I look for and save all the old Wheat back pennies. I have a few pretty old ones.

If anyone wants to send me your coins, I'll pay face value.


----------



## Leo G (May 12, 2005)

I have a 1909 VDB coin. Collected coins when I was younger. Have a few of the penny books that are mostly full. Only pennies I don't have are the super rare ones you'd never keep in one of those books. You'd keep it in a safe. On occasion I find a wheat back in my change. But it's pretty rare these days. Most of them have been taken out of circulation by people like you and I.


----------



## TxElectrician (May 21, 2008)

Leo G said:


> I have a 1909 VDB coin. Collected coins when I was younger. Have a few of the penny books that are mostly full. Only pennies I don't have are the super rare ones you'd never keep in one of those books. You'd keep it in a safe. On occasion I find a wheat back in my change. But it's pretty rare these days. Most of them have been taken out of circulation by people like you and I.


Growing up in the 60s it was not uncommon to get wheat pennies or Indian head nickels as change. Still have quite a few of both.


----------



## Leo G (May 12, 2005)

Well they stopped making them in 64-65. The cutoff date is 1964. So in the 60s they were aplenty.


----------



## bwiab (Mar 17, 2006)

Hey Dont get me wrong.. love me some coins.. older the better.. gold ones, silver ones, you betcha. I just hate cents on an invoice or a quote. Maybe laziness, but more of a pet peeve...


----------



## bwiab (Mar 17, 2006)

Leo G said:


> I'm sure rounding down could be construed as stealing. Especially when you round down 7 cents. And you are altering a contract.


my contract says something along the lines of, " all previous correspondence is superceeded by this agreement and this agreement represents the entire agreement." yada yada yada not legal advice, etc.


----------



## Leo G (May 12, 2005)

Your contract can't change another contract unless they sign it.


----------



## millhouse (Mar 9, 2007)

Save them up - You could always make a countertop or backsplash!
These are not my projects, but I do think they are pretty cool - except thinking about how much of a PIA they would be to accomplish


----------



## B.Johnson (Sep 17, 2016)

They sell penny mosaic sheets.


----------



## millhouse (Mar 9, 2007)

B.Johnson said:


> They sell penny mosaic sheets.


I was not aware of that. I have never seen any examples in person, looks like it would make an interesting floor.


----------



## 91782 (Sep 6, 2012)

bwiab said:


> Hey Dont get me wrong.. love me some coins.. older the better.. gold ones, silver ones, you betcha. I just hate cents on an invoice or a quote. Maybe laziness, but more of a pet peeve...

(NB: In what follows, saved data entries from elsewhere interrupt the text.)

#[cfg(test)]
mod tests {
    use super::*;
    use crate::backend::{MemoryBackend, MetafileBackend};
    use crate::service::MetadataService;
    use dirmeta_common::MetadataConfig;
    use std::path::Path;

    fn strings(values: &[&str]) -> Vec<String> {
        values.iter().map(ToString::to_string).collect()
    }

    fn service_with(backend: &Arc<MemoryBackend>) -> MetadataService {
        let config = MetadataConfig::with_metafiles_dir("/meta");
        MetadataService::new(config, Arc::clone(backend) as Arc<dyn MetafileBackend>).unwrap()
    }

    fn sidecar_text(backend: &MemoryBackend, metafile: &Metafile) -> String {
        String::from_utf8(backend.contents(&metafile.sidecar_path()).unwrap()).unwrap()
    }

    #[tokio::test]
    async fn test_buffered_set_survives_load() {
        let backend = Arc::new(MemoryBackend::new());
        let service = service_with(&backend);
        let metafile = service.get_for_uri("file:///tmp/x");

        assert_eq!(metafile.state(), MetafileState::Unloaded);
        assert!(metafile.set("foo.txt", "keyword", "", "important"));
        assert_eq!(metafile.get("foo.txt", "keyword", ""), "important");

        metafile.wait_until_read().await;
        assert_eq!(metafile.state(), MetafileState::Read);
        assert_eq!(metafile.get("foo.txt", "keyword", ""), "important");

        metafile.flush().await;
        let xml = sidecar_text(&backend, &metafile);
        assert!(xml.contains("<file name=\"foo.txt\" keyword=\"important\" timestamp=\""));
        assert_eq!(
            metafile.sidecar_path(),
            Path::new("/meta/file%3A%2F%2F%2Ftmp%2Fx.xml")
        );
    }

    #[tokio::test]
    async fn test_buffered_writes_match_direct_writes() {
        let backend = Arc::new(MemoryBackend::new());
        let service = service_with(&backend);

        fn apply(metafile: &Metafile) {
            metafile.set("a", "keyword", "", "x");
            metafile.set("a", "keyword", "", "y");
            metafile.set_list("a", "emblem", "name", &strings(&["urgent", "new"]));
            metafile.set_list("a", "emblem", "name", &strings(&["new"]));
            metafile.set("b", "icon_scale", "1", "2");
            metafile.set("b", "icon_scale", "1", "1");
            metafile.set("c", "icon", "", "folder");
            metafile.rename("c", "d");
        }

        let buffered = service.get_for_uri("/tmp/buffered");
        apply(&buffered);
        buffered.wait_until_read().await;

        let direct = service.open("/tmp/direct");
        direct.wait_until_read().await;
        apply(&direct);

        for file in ["a", "b", "c", "d"] {
            assert_eq!(
                buffered.get(file, "keyword", ""),
                direct.get(file, "keyword", "")
            );
            assert_eq!(
                buffered.get(file, "icon_scale", "1"),
                direct.get(file, "icon_scale", "1")
            );
            assert_eq!(buffered.get(file, "icon", ""), direct.get(file, "icon", ""));
            assert_eq!(
                buffered.get_list(file, "emblem", "name"),
                direct.get_list(file, "emblem", "name")
            );
        }
        assert_eq!(buffered.get("d", "icon", ""), "folder");

        let mut buffered_names = buffered.file_names();
        let mut direct_names = direct.file_names();
        buffered_names.sort();
        direct_names.sort();
        assert_eq!(buffered_names, direct_names);
        assert_eq!(direct_names, strings(&["a", "b", "d"]));
    }

    #[tokio::test]
    async fn test_non_xml_keys_never_reach_the_sidecar() {
        let backend = Arc::new(MemoryBackend::new());
        {
            let service = service_with(&backend);
            let metafile = service.open("/tmp/x");
            metafile.wait_until_read().await;
            assert!(metafile.set("keep.txt", "keyword", "", "precious"));
            assert!(!metafile.set("a", "icon position", "", "1,2"));
            assert!(!metafile.set("a", "2nd", "", "x"));
            assert!(!metafile.set("a", "k\"=<", "", "x"));
            assert!(!metafile.set_list("a", "emblem list", "name", &strings(&["x"])));
            assert!(!metafile.set_list("a", "emblem", "sub key", &strings(&["x"])));
            assert_eq!(metafile.get("a", "icon position", "none"), "none");
            metafile.flush().await;
        }

        let service = service_with(&backend);
        let metafile = service.open("/tmp/x");
        metafile.wait_until_read().await;
        assert_eq!(metafile.get("keep.txt", "keyword", "<default>"), "precious");
        assert_eq!(metafile.file_names(), strings(&["keep.txt"]));
    }

    #[tokio::test]
    async fn test_buffered_default_clears_stored_value() {
        let backend = Arc::new(MemoryBackend::new());
        backend.insert(
            "/meta/file%3A%2F%2F%2Ftmp%2Fx.xml",
            r#"<directory><file name="a" icon_scale="3" timestamp="1"/></directory>"#,
        );
        let service = service_with(&backend);
        let metafile = service.get_for_uri("/tmp/x");

        assert!(!metafile.set("a", "icon_scale", "1", "1"));
        metafile.wait_until_read().await;
        assert_eq!(metafile.get("a", "icon_scale", "1"), "1");
    }

    #[tokio::test]
    async fn test_events_are_queued_not_synchronous() {
        let backend = Arc::new(MemoryBackend::new());
        let service = service_with(&backend);
        let metafile = service.get_for_uri("/tmp/x");
        let mut events = metafile.subscribe();

        metafile.set("a", "keyword", "", "x");
        metafile.set("a", "keyword", "", "x");
        assert_eq!(
            events.recv().await,
            Some(MetafileEvent::Changed(strings(&["a"])))
        );

        metafile.wait_until_read().await;
        assert_eq!(events.recv().await, Some(MetafileEvent::Ready));

        metafile.set("b", "keyword", "", "y");
        assert_eq!(
            events.recv().await,
            Some(MetafileEvent::Changed(strings(&["b"])))
        );
        assert!(events.try_recv().is_err());

        let mut late = metafile.subscribe();
        assert_eq!(late.try_recv().ok(), Some(MetafileEvent::Ready));
    }

    #[tokio::test]
    async fn test_load_failure_means_empty() {
        let backend = Arc::new(MemoryBackend::new());
        backend.insert("/meta/file%3A%2F%2F%2Ftmp%2Fbad.xml", "<directory><file");
        let service = service_with(&backend);
        let metafile = service.open("/tmp/bad");
        metafile.wait_until_read().await;
        assert!(metafile.file_names().is_empty());
        assert!(metafile.set("a", "keyword", "", "x"));
    }

    #[tokio::test]
    async fn test_excluded_scheme_reads_empty_without_io() {
        let backend = Arc::new(MemoryBackend::new());
        let service = service_with(&backend);
        let metafile = service.get_for_uri("x-nautilus-search:///saved");
        let mut events = metafile.subscribe();

        metafile.load();
        assert_eq!(metafile.state(), MetafileState::Loading);
        assert_eq!(events.recv().await, Some(MetafileEvent::Ready));
        assert!(metafile.is_read());
        assert_eq!(backend.reads_started(), 0);
    }

    #[tokio::test]
    async fn test_unmaterialized_document_is_not_written() {
        let backend = Arc::new(MemoryBackend::new());
        let service = service_with(&backend);
        let metafile = service.open("/tmp/x");
        metafile.wait_until_read().await;

        assert!(!metafile.set("a", "icon_scale", "1", "1"));
        metafile.rename("a", "b");
        metafile.flush().await;
        assert_eq!(backend.writes_started(), 0);
    }

    #[tokio::test]
    async fn test_rename_overwrites_destination() {
        let backend = Arc::new(MemoryBackend::new());
        let service = service_with(&backend);
        let metafile = service.open("/tmp/x");
        metafile.wait_until_read().await;

        metafile.set("a", "keyword", "", "from-a");
        metafile.set("b", "keyword", "", "from-b");
        metafile.set("b", "icon", "", "only-b");
        metafile.rename("a", "b");

        assert_eq!(metafile.file_names(), strings(&["b"]));
        assert_eq!(metafile.get("b", "keyword", ""), "from-a");
        assert_eq!(metafile.get("b", "icon", ""), "");
        assert_eq!(metafile.get("a", "keyword", "none"), "none");
    }

    #[tokio::test]
    async fn test_writes_coalesce_while_in_flight() {
        let backend = Arc::new(MemoryBackend::new().with_write_gate());
        let service = service_with(&backend);
        let metafile = service.open("/tmp/x");
        metafile.wait_until_read().await;

        metafile.set("a", "keyword", "", "v0");
        while backend.writes_started() == 0 {
            tokio::task::yield_now().await;
        }
        for i in 1..=5 {
            metafile.set("a", "keyword", "", &format!("v{i}"));
        }
        backend.release_writes(10);
        metafile.flush().await;

        assert_eq!(backend.writes_started(), 2);
        assert_eq!(backend.writes_finished(), 2);
        assert!(sidecar_text(&backend, &metafile).contains("keyword=\"v5\""));
    }

    #[tokio::test]
    async fn test_failed_write_is_not_retried() {
        let backend = Arc::new(MemoryBackend::new());
        backend.set_fail_writes(true);
        let service = service_with(&backend);
        let metafile = service.open("/tmp/x");
        metafile.wait_until_read().await;

        metafile.set("a", "keyword", "", "x");
        metafile.flush().await;
        assert_eq!(backend.writes_finished(), 1);
        assert_eq!(metafile.get("a", "keyword", ""), "x");

        backend.set_fail_writes(false);
        metafile.set("a", "keyword", "", "y");
        metafile.flush().await;
        assert_eq!(backend.writes_finished(), 2);
        assert!(sidecar_text(&backend, &metafile).contains("keyword=\"y\""));
    }

    #[tokio::test]
    async fn test_copy_deferred_until_both_read() {
        let backend = Arc::new(MemoryBackend::new().with_read_gate());
        let service = service_with(&backend);
        let source = service.open("/tmp/src");
        backend.release_reads(1);
        source.wait_until_read().await;
        source.set("a", "keyword", "", "original");

        let destination = service.get_for_uri("/tmp/dst");
        let mut events = destination.subscribe();
        source.copy(&destination, "a", "b");
        assert_eq!(service.pending_copies(), 1);
        assert_eq!(destination.get("b", "keyword", ""), "");

        source.set("a", "keyword", "", "changed");
        backend.release_reads(1);
        destination.wait_until_read().await;

        assert_eq!(service.pending_copies(), 0);
        assert_eq!(destination.get("b", "keyword", ""), "changed");
        assert_eq!(events.recv().await, Some(MetafileEvent::Ready));
        assert_eq!(
            events.recv().await,
            Some(MetafileEvent::Changed(strings(&["b"])))
        );
    }

    #[tokio::test]
    async fn test_copy_between_read_metafiles_is_immediate() {
        let backend = Arc::new(MemoryBackend::new());
        let service = service_with(&backend);
        let metafile = service.open("/tmp/x");
        metafile.wait_until_read().await;
        metafile.set_list("a", "emblem", "name", &strings(&["urgent"]));

        metafile.copy(&metafile, "a", "a-copy");
        assert_eq!(service.pending_copies(), 0);
        assert_eq!(
            metafile.get_list("a-copy", "emblem", "name"),
            strings(&["urgent"])
        );
    }

    #[tokio::test]
    async fn test_remove_waits_for_pending_copy() {
        let backend = Arc::new(MemoryBackend::new().with_read_gate());
        let service = service_with(&backend);
        let source = service.open("/tmp/src");
        backend.release_reads(1);
        source.wait_until_read().await;
        source.set("foo.txt", "keyword", "", "keep-me");

        let destination = service.get_for_uri("/tmp/dst");
        source.copy(&destination, "foo.txt", "foo.txt");
        source.remove("foo.txt");
        assert_eq!(service.pending_removals(), 1);
        assert_eq!(source.get("foo.txt", "keyword", ""), "keep-me");

        backend.release_reads(1);
        destination.wait_until_read().await;

        assert_eq!(service.pending_copies(), 0);
        assert_eq!(service.pending_removals(), 0);
        assert_eq!(source.get("foo.txt", "keyword", ""), "");
        assert_eq!(destination.get("foo.txt", "keyword", ""), "keep-me");
    }

    #[tokio::test]
    async fn test_remove_before_load_drops_buffered_only() {
        let backend = Arc::new(MemoryBackend::new());
        backend.insert(
            "/meta/file%3A%2F%2F%2Ftmp%2Fx.xml",
            r#"<directory><file name="a" keyword="stored" timestamp="1"/></directory>"#,
        );
        let service = service_with(&backend);
        let metafile = service.get_for_uri("/tmp/x");

        metafile.set("a", "icon", "", "buffered");
        metafile.remove("a");
        assert_eq!(metafile.get("a", "icon", ""), "");

        metafile.wait_until_read().await;
        assert_eq!(metafile.get("a", "keyword", ""), "stored");
        assert_eq!(metafile.get("a", "icon", ""), "");
    }

    #[tokio::test]
    async fn test_rename_directory_moves_sidecar() {
        let backend = Arc::new(MemoryBackend::new());
        let service = service_with(&backend);
        let metafile = service.open("/tmp/old");
        metafile.wait_until_read().await;

        metafile.rename_directory("/tmp/new");
        assert_eq!(metafile.directory_uri(), "file:///tmp/new");
        assert!(Arc::ptr_eq(&service.get_for_uri("/tmp/new"), &metafile));

        metafile.set("a", "keyword", "", "x");
        metafile.flush().await;
        assert!(
            backend
                .contents(Path::new("/meta/file%3A%2F%2F%2Ftmp%2Fnew.xml"))
                .is_some()
        );
        assert!(
            backend
                .contents(Path::new("/meta/file%3A%2F%2F%2Ftmp%2Fold.xml"))
                .is_none()
        );
    }

    #[tokio::test]
    async fn test_invalid_arguments_are_ignored() {
        let backend = Arc::new(MemoryBackend::new());
        let service = service_with(&backend);
        let metafile = service.get_for_uri("/tmp/x");

        assert!(!metafile.set("", "keyword", "", "x"));
        assert!(!metafile.set("a", "name", "", "x"));
        assert!(!metafile.set("a", "timestamp", "", "1"));
        assert!(!metafile.set_list("a", "", "name", &strings(&["x"])));
        assert_eq!(metafile.get("a", "name", "fallback"), "fallback");
        assert!(metafile.file_names().is_empty());
    }
}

One of those Liberty silver dollars just turned up in some badly corroded change of mine.

It's nearly black and has even less detail than yours.


----------



## Adamthebuilder (Apr 14, 2016)

Last year at the Builders Show in Vegas, I found a 1943 nickle in my winnings. (For a few years during the war, they were made of silver as the demand for nickle for war production). Was going to save it with all my silver and gold coins. 

When I am in hotels, I leave all my change to tip the maids, and left the nickle. Hope she noticed it and appreciated the windfall.


----------



## B.Johnson (Sep 17, 2016)

millhouse said:


> I was not aware of that. I have never seen any examples in person, looks like it would make an interesting floor.


https://www.real-penny-tile-projects-made-easy.com/

They don't have the patterned one like you show in your picture, but maybe there is another source. It looks like sheets to me.


----------



## RangoWA (Jun 25, 2014)

Must be a lot of fun cleaning all the crevices on those penny designs.


----------



## cedarboarder (Mar 30, 2015)

RangoWA said:


> Must be a lot of fun cleaning all the crevices on those penny designs.


It gets a coat of epoxy I believe. Not sure how that is done a on back splash.,, 

Sent from my SAMSUNG-SM-G891A using Tapatalk


----------



## Lettusbee (May 8, 2010)

Went to the hardware store for some washers. They wanted 5 cents each for 'em. 

Said no way. Went home and drilled holes in pennies. 

Sent from my SM-G950U using Tapatalk


----------



## cedarboarder (Mar 30, 2015)

Lettusbee said:


> Went to the hardware store for some washers. They wanted 5 cents each for 'em.
> 
> Said no way. Went home and drilled holes in pennies.
> 
> Sent from my SM-G950U using Tapatalk


They work really good with Ramset guns, won't rust either


----------



## Ohio painter (Dec 4, 2011)

Pennies are worthless??? Ya think, hell Dollar bills are worthless. As far as the invoices my invoice program just adds it all up and I don't round up or down, too much hassle for me to do so.


----------